Work to complete:
Return each line of the records below in which the string "PersistTheme" turns up.

Saved entries
Segment Open
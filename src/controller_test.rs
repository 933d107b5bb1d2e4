use super::*;
use proptest::prelude::*;

// =============================================================
// Helpers
// =============================================================

fn core() -> SiteCore {
    SiteCore::default()
}

fn persisted(actions: &[Action]) -> Option<Theme> {
    actions.iter().rev().find_map(|a| match a {
        Action::PersistTheme(theme) => Some(*theme),
        _ => None,
    })
}

fn applied(actions: &[Action]) -> Option<Theme> {
    actions.iter().rev().find_map(|a| match a {
        Action::ApplyTheme(theme) => Some(*theme),
        _ => None,
    })
}

// =============================================================
// Theme
// =============================================================

#[test]
fn init_theme_without_stored_value_follows_hint() {
    let mut site = core();
    assert_eq!(site.init_theme(None, true), vec![Action::ApplyTheme(Theme::Dark)]);
    assert_eq!(site.theme(), Theme::Dark);

    let mut site = core();
    assert_eq!(site.init_theme(None, false), vec![Action::ApplyTheme(Theme::Light)]);
    assert_eq!(site.theme(), Theme::Light);
}

#[test]
fn init_theme_uses_stored_value() {
    let mut site = core();
    site.init_theme(Some("dark"), false);
    assert_eq!(site.theme(), Theme::Dark);
}

#[test]
fn init_theme_does_not_persist() {
    let mut site = core();
    let actions = site.init_theme(None, true);
    assert_eq!(persisted(&actions), None);
}

#[test]
fn toggle_theme_applies_persists_and_transitions() {
    let mut site = core();
    site.init_theme(Some("light"), false);
    let actions = site.toggle_theme();
    assert_eq!(
        actions,
        vec![
            Action::ApplyTheme(Theme::Dark),
            Action::PersistTheme(Theme::Dark),
            Action::ThemeTransition { duration_ms: 300 },
        ]
    );
}

#[test]
fn toggle_twice_returns_to_original() {
    let mut site = core();
    site.init_theme(None, true);
    site.toggle_theme();
    site.toggle_theme();
    assert_eq!(site.theme(), Theme::Dark);
}

// =============================================================
// Menu
// =============================================================

#[test]
fn open_and_close_emit_paired_state() {
    let mut site = core();
    assert_eq!(site.open_menu(), vec![Action::SetMenuOpen(true)]);
    assert!(site.menu().is_open());
    assert!(site.menu().scroll_locked());
    assert_eq!(site.close_menu(), vec![Action::SetMenuOpen(false)]);
    assert!(!site.menu().scroll_locked());
}

#[test]
fn outside_click_closes_open_menu() {
    let mut site = core();
    site.open_menu();
    assert_eq!(site.on_document_click(ClickTarget::outside()), vec![Action::SetMenuOpen(false)]);
    assert!(!site.menu().is_open());
}

#[test]
fn outside_click_while_closed_is_noop() {
    let mut site = core();
    assert!(site.on_document_click(ClickTarget::outside()).is_empty());
    assert!(!site.menu().is_open());
}

#[test]
fn click_on_trigger_keeps_menu_open() {
    let mut site = core();
    site.open_menu();
    let actions = site.on_document_click(ClickTarget { in_menu: false, in_trigger: true });
    assert!(actions.is_empty());
    assert!(site.menu().is_open());
}

#[test]
fn settled_wide_resize_closes_open_menu() {
    let mut site = core();
    site.open_menu();
    let ticket = site.on_resize();
    assert_eq!(site.on_resize_settled(ticket, 1024.0), vec![Action::SetMenuOpen(false)]);
    assert!(!site.menu().is_open());
}

#[test]
fn resize_below_breakpoint_or_closed_is_noop() {
    let mut site = core();
    let ticket = site.on_resize();
    assert!(site.on_resize_settled(ticket, 1024.0).is_empty());

    site.open_menu();
    let ticket = site.on_resize();
    assert!(site.on_resize_settled(ticket, 768.0).is_empty());
    assert!(site.menu().is_open());
}

#[test]
fn stale_resize_ticket_is_ignored() {
    let mut site = core();
    site.open_menu();
    let stale = site.on_resize();
    let fresh = site.on_resize();
    assert!(site.on_resize_settled(stale, 1200.0).is_empty());
    assert!(site.menu().is_open());
    assert_eq!(site.on_resize_settled(fresh, 1200.0), vec![Action::SetMenuOpen(false)]);
}

// =============================================================
// Retailer links
// =============================================================

#[test]
fn retailer_click_prevents_default_and_opens_after_press() {
    let site = core();
    let actions = site.on_retailer_click(Some("https://shop.example"));
    assert_eq!(actions.len(), 2);
    assert_eq!(actions[0], Action::PreventDefault);
    let Action::OpenOutbound { link, delay_ms } = &actions[1] else {
        panic!("expected outbound action, got {:?}", actions[1]);
    };
    assert_eq!(link.url(), "https://shop.example");
    assert_eq!(*delay_ms, 150);
}

#[test]
fn retailer_click_with_blank_url_only_prevents_default() {
    let site = core();
    assert_eq!(site.on_retailer_click(Some("")), vec![Action::PreventDefault]);
}

// =============================================================
// Smooth scroll
// =============================================================

#[test]
fn resolved_anchor_scrolls_below_header() {
    let site = core();
    assert_eq!(
        site.on_anchor_click(Some(900.0)),
        vec![Action::PreventDefault, Action::ScrollTo { top: 800.0 }]
    );
}

#[test]
fn unresolved_anchor_leaves_default_navigation() {
    let site = core();
    assert!(site.on_anchor_click(None).is_empty());
}

#[test]
fn header_offset_comes_from_config() {
    let config = SiteConfig { header_offset_px: 64.0, ..SiteConfig::default() };
    let site = SiteCore::new(config);
    assert_eq!(
        site.on_anchor_click(Some(100.0)),
        vec![Action::PreventDefault, Action::ScrollTo { top: 36.0 }]
    );
}

// =============================================================
// Reveal
// =============================================================

#[test]
fn intersection_reveals_exactly_once() {
    let mut site = core();
    site.watch(0);
    assert_eq!(site.on_intersection(0, true, 0.25), vec![Action::Reveal(0)]);
    assert!(site.on_intersection(0, true, 0.9).is_empty());
    assert!(site.on_intersection(0, false, 0.0).is_empty());
    assert!(site.reveal().is_revealed(0));
}

#[test]
fn reveal_threshold_comes_from_config() {
    let config = SiteConfig { reveal_threshold: 0.5, ..SiteConfig::default() };
    let mut site = SiteCore::new(config);
    site.watch(1);
    assert!(site.on_intersection(1, true, 0.3).is_empty());
    assert_eq!(site.on_intersection(1, true, 0.5), vec![Action::Reveal(1)]);
}

// =============================================================
// Visibility
// =============================================================

#[test]
fn visibility_change_sets_play_state() {
    let mut site = core();
    assert_eq!(site.on_visibility_change(true), vec![Action::SetPlayState(PlayState::Paused)]);
    assert_eq!(site.play_state(), PlayState::Paused);
    assert_eq!(site.on_visibility_change(false), vec![Action::SetPlayState(PlayState::Running)]);
}

// =============================================================
// Sequence properties
// =============================================================

#[derive(Clone, Copy, Debug)]
enum MenuEvent {
    Open,
    Close,
    OutsideClick,
    InsideClick,
    Resize(f64),
}

fn menu_event() -> impl Strategy<Value = MenuEvent> {
    prop_oneof![
        Just(MenuEvent::Open),
        Just(MenuEvent::Close),
        Just(MenuEvent::OutsideClick),
        Just(MenuEvent::InsideClick),
        (300.0f64..1600.0).prop_map(MenuEvent::Resize),
    ]
}

proptest! {
    #[test]
    fn menu_and_scroll_lock_always_agree(events in prop::collection::vec(menu_event(), 0..40)) {
        let mut site = core();
        let mut shown_open = false;
        for event in events {
            let actions = match event {
                MenuEvent::Open => site.open_menu(),
                MenuEvent::Close => site.close_menu(),
                MenuEvent::OutsideClick => site.on_document_click(ClickTarget::outside()),
                MenuEvent::InsideClick => site.on_document_click(ClickTarget { in_menu: true, in_trigger: false }),
                MenuEvent::Resize(width) => {
                    let ticket = site.on_resize();
                    site.on_resize_settled(ticket, width)
                }
            };
            for action in &actions {
                if let Action::SetMenuOpen(open) = action {
                    shown_open = *open;
                }
            }
            prop_assert_eq!(site.menu().is_open(), site.menu().scroll_locked());
            prop_assert_eq!(site.menu().is_open(), shown_open);
        }
    }

    #[test]
    fn persisted_theme_tracks_last_applied(hint in any::<bool>(), toggles in 1usize..12) {
        let mut site = core();
        let start = applied(&site.init_theme(None, hint));
        for _ in 0..toggles {
            let actions = site.toggle_theme();
            prop_assert_eq!(persisted(&actions), applied(&actions));
            prop_assert_eq!(persisted(&actions), Some(site.theme()));
        }
        if toggles % 2 == 0 {
            prop_assert_eq!(Some(site.theme()), start);
        } else {
            prop_assert_ne!(Some(site.theme()), start);
        }
    }
}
Segment Closed
Written response:
        Action::PersistTheme(theme) => Some(*theme),
            Action::PersistTheme(Theme::Dark),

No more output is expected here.